Segment Start: RECORDED DATA

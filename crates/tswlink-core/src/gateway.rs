// ── Write-and-verify ──
//
// One partial-update write: build the minimal document for a path, POST it,
// then find the one result in the panel's batched reply that belongs to the
// requested property. The panel echoes unrelated properties in the same
// batch, so neither list position nor HTTP success says anything about the
// property that was written.

use serde::Serialize;
use serde_json::Value;
use tracing::debug;

use tswlink_api::{ActionResult, DeviceClient, Endpoint, UpdateResponse};

use crate::error::CoreError;
use crate::path::ValuePath;

/// Where a write is submitted, and what the panel reports on success there.
#[derive(Debug, Clone, Copy, PartialEq, Eq, Hash)]
pub enum WriteTarget {
    /// `POST /Device`; success is `StatusId == 0`.
    Device,
    /// `POST /Device/ThirdPartyApplications`; success is `StatusId == 1`.
    ThirdPartyApplications,
}

impl WriteTarget {
    pub fn endpoint(self) -> Endpoint {
        match self {
            Self::Device => Endpoint::Device,
            Self::ThirdPartyApplications => Endpoint::ThirdPartyApplications,
        }
    }

    /// The `StatusId` that means the property was applied.
    pub fn success_status(self) -> i64 {
        match self {
            Self::Device => 0,
            Self::ThirdPartyApplications => 1,
        }
    }
}

/// The result entry the panel reported for the written property.
#[derive(Debug, Clone, PartialEq, Eq, Serialize)]
pub struct WriteResult {
    /// The panel's own dotted path for the changed object.
    pub path: String,
    pub property: String,
    /// `None` when the panel omitted the status code.
    pub status_id: Option<i64>,
    pub status_info: Option<String>,
}

impl From<&ActionResult> for WriteResult {
    fn from(r: &ActionResult) -> Self {
        Self {
            path: r.path.clone(),
            property: r.property.clone(),
            status_id: r.status_id,
            status_info: r.status_info.clone(),
        }
    }
}

/// Outcome of a write whose HTTP exchange completed.
#[derive(Debug, Clone, PartialEq, Eq)]
pub enum WriteOutcome {
    /// The matching result carries the success status.
    Accepted(WriteResult),
    /// The matching result carries any other status.
    Rejected(WriteResult),
    /// The reply could not be decoded or held no result for the property.
    Unmatched { detail: String },
}

impl WriteOutcome {
    pub fn is_success(&self) -> bool {
        matches!(self, Self::Accepted(_))
    }

    /// Human-readable detail: the panel's status info, or why no result
    /// could be matched.
    pub fn detail(&self) -> Option<&str> {
        match self {
            Self::Accepted(r) | Self::Rejected(r) => r.status_info.as_deref(),
            Self::Unmatched { detail } => Some(detail.as_str()),
        }
    }

    pub fn result(&self) -> Option<&WriteResult> {
        match self {
            Self::Accepted(r) | Self::Rejected(r) => Some(r),
            Self::Unmatched { .. } => None,
        }
    }
}

/// Submits single-property writes. Cheap to clone.
#[derive(Debug, Clone)]
pub struct WriteGateway {
    client: DeviceClient,
}

impl WriteGateway {
    pub fn new(client: DeviceClient) -> Self {
        Self { client }
    }

    /// Write `value` at `path` and report what the panel said about it.
    ///
    /// Only transport failures and non-2xx statuses are returned as `Err`.
    /// A reply that is not JSON, or that has no entry for the property,
    /// becomes [`WriteOutcome::Unmatched`].
    pub async fn write(
        &self,
        target: WriteTarget,
        path: &ValuePath,
        value: Value,
    ) -> Result<WriteOutcome, CoreError> {
        let payload = path.build_partial(value);
        debug!(%path, ?target, %payload, "writing device property");

        let response = match self.client.post_update(target.endpoint(), &payload).await {
            Ok(response) => response,
            Err(tswlink_api::Error::Deserialization { message, body }) => {
                debug!(%path, error = %message, %body, "undecodable write response");
                return Ok(WriteOutcome::Unmatched {
                    detail: format!("unexpected response format: {message}"),
                });
            }
            Err(err) => {
                let err = CoreError::from(err);
                debug!(%path, error = %err, "write request failed");
                return Err(err);
            }
        };

        let outcome = match_result(&response, target, path);
        debug!(%path, ?outcome, "write outcome");
        Ok(outcome)
    }
}

/// Locate the result for `path` in a batched reply and classify it.
///
/// A result belongs to the request when its `Property` is the path's leaf and
/// its `Path` is either the full dotted path or its dotted parent; the panel
/// uses both shapes depending on subsystem. The first such result decides.
pub fn match_result(response: &UpdateResponse, target: WriteTarget, path: &ValuePath) -> WriteOutcome {
    let full = path.to_string();
    let parent = path.parent_dotted();

    let Some(found) = response
        .results()
        .find(|r| r.property == path.leaf() && (r.path == full || r.path == parent))
    else {
        return WriteOutcome::Unmatched {
            detail: format!("unexpected response format: no result for {full}"),
        };
    };

    let result = WriteResult::from(found);
    if found.status_id == Some(target.success_status()) {
        WriteOutcome::Accepted(result)
    } else {
        WriteOutcome::Rejected(result)
    }
}
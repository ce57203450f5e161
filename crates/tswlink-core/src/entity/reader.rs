use std::sync::Arc;

use serde_json::Value;

use crate::coordinator::PollingCoordinator;
use crate::path::ValuePath;
use crate::snapshot::{DeviceIdentity, DeviceInfo, StateSnapshot};

/// Read-only view of the coordinator handed to every entity.
///
/// Entities never own the snapshot; each read goes through the latest
/// published one.
#[derive(Debug, Clone)]
pub struct SnapshotReader {
    coordinator: Arc<PollingCoordinator>,
    device_name: Arc<str>,
}

impl SnapshotReader {
    pub fn new(coordinator: Arc<PollingCoordinator>, device_name: impl Into<Arc<str>>) -> Self {
        Self {
            coordinator,
            device_name: device_name.into(),
        }
    }

    pub fn snapshot(&self) -> Arc<StateSnapshot> {
        self.coordinator.snapshot()
    }

    /// Value at `path` in the latest snapshot.
    pub fn value(&self, path: &ValuePath) -> Option<Value> {
        self.coordinator.snapshot().get(path).cloned()
    }

    /// Entities are available while the latest poll succeeded.
    pub fn available(&self) -> bool {
        self.coordinator.last_fetch_succeeded()
    }

    pub fn identity(&self) -> DeviceIdentity {
        self.coordinator.snapshot().identity().clone()
    }

    pub fn device_info(&self) -> DeviceInfo {
        DeviceInfo::new(self.coordinator.snapshot().identity(), &self.device_name)
    }
}
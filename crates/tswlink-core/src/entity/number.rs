use serde_json::Value;

use super::binding::Binding;
use crate::error::CoreError;
use crate::gateway::{WriteGateway, WriteOutcome, WriteTarget};

/// A bounded numeric property such as brightness or volume.
#[derive(Debug)]
pub struct NumberEntity {
    binding: Binding,
    gateway: WriteGateway,
    min: f64,
    max: f64,
}

impl NumberEntity {
    pub fn new(binding: Binding, gateway: WriteGateway, min: f64, max: f64) -> Self {
        Self {
            binding,
            gateway,
            min,
            max,
        }
    }

    pub fn binding(&self) -> &Binding {
        &self.binding
    }

    pub fn min(&self) -> f64 {
        self.min
    }

    pub fn max(&self) -> f64 {
        self.max
    }

    /// Current value from the latest snapshot. Numeric strings are accepted
    /// and booleans read as `1.0`/`0.0`; anything else reads as `None`.
    pub fn native_value(&self) -> Option<f64> {
        numeric(&self.binding.read()?)
    }

    /// Write `value` to the panel. Values outside `[min, max]` are refused
    /// before any request is made.
    pub async fn set_native_value(&self, value: f64) -> Result<WriteOutcome, CoreError> {
        if !(self.min..=self.max).contains(&value) {
            return Err(CoreError::OutOfRange {
                entity: self.binding.name().to_owned(),
                value,
                min: self.min,
                max: self.max,
            });
        }

        let result = self
            .gateway
            .write(WriteTarget::Device, self.binding.path(), json_number(value))
            .await;
        self.binding.report(&result);
        result
    }
}

fn numeric(value: &Value) -> Option<f64> {
    match value {
        Value::Number(n) => n.as_f64(),
        Value::String(s) => s.trim().parse().ok(),
        Value::Bool(b) => Some(if *b { 1.0 } else { 0.0 }),
        _ => None,
    }
}

// The panel stores these as integers; only send a float when there is a
// fractional part.
#[allow(
    clippy::cast_possible_truncation,
    clippy::as_conversions,
    clippy::float_cmp
)]
fn json_number(value: f64) -> Value {
    if value.fract() == 0.0 && value.abs() < 9.0e15 {
        Value::from(value as i64)
    } else {
        Value::from(value)
    }
}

Segment End: RECORDED DATA

Above are the entries. Quote exactly the lines from the one bearing "use std::sync::Arc;" through the one bearing "pub struct SnapshotReader".

use std::sync::Arc;

use serde_json::Value;

use crate::coordinator::PollingCoordinator;
use crate::path::ValuePath;
use crate::snapshot::{DeviceIdentity, DeviceInfo, StateSnapshot};

/// Read-only view of the coordinator handed to every entity.
///
/// Entities never own the snapshot; each read goes through the latest
/// published one.
#[derive(Debug, Clone)]
pub struct SnapshotReader {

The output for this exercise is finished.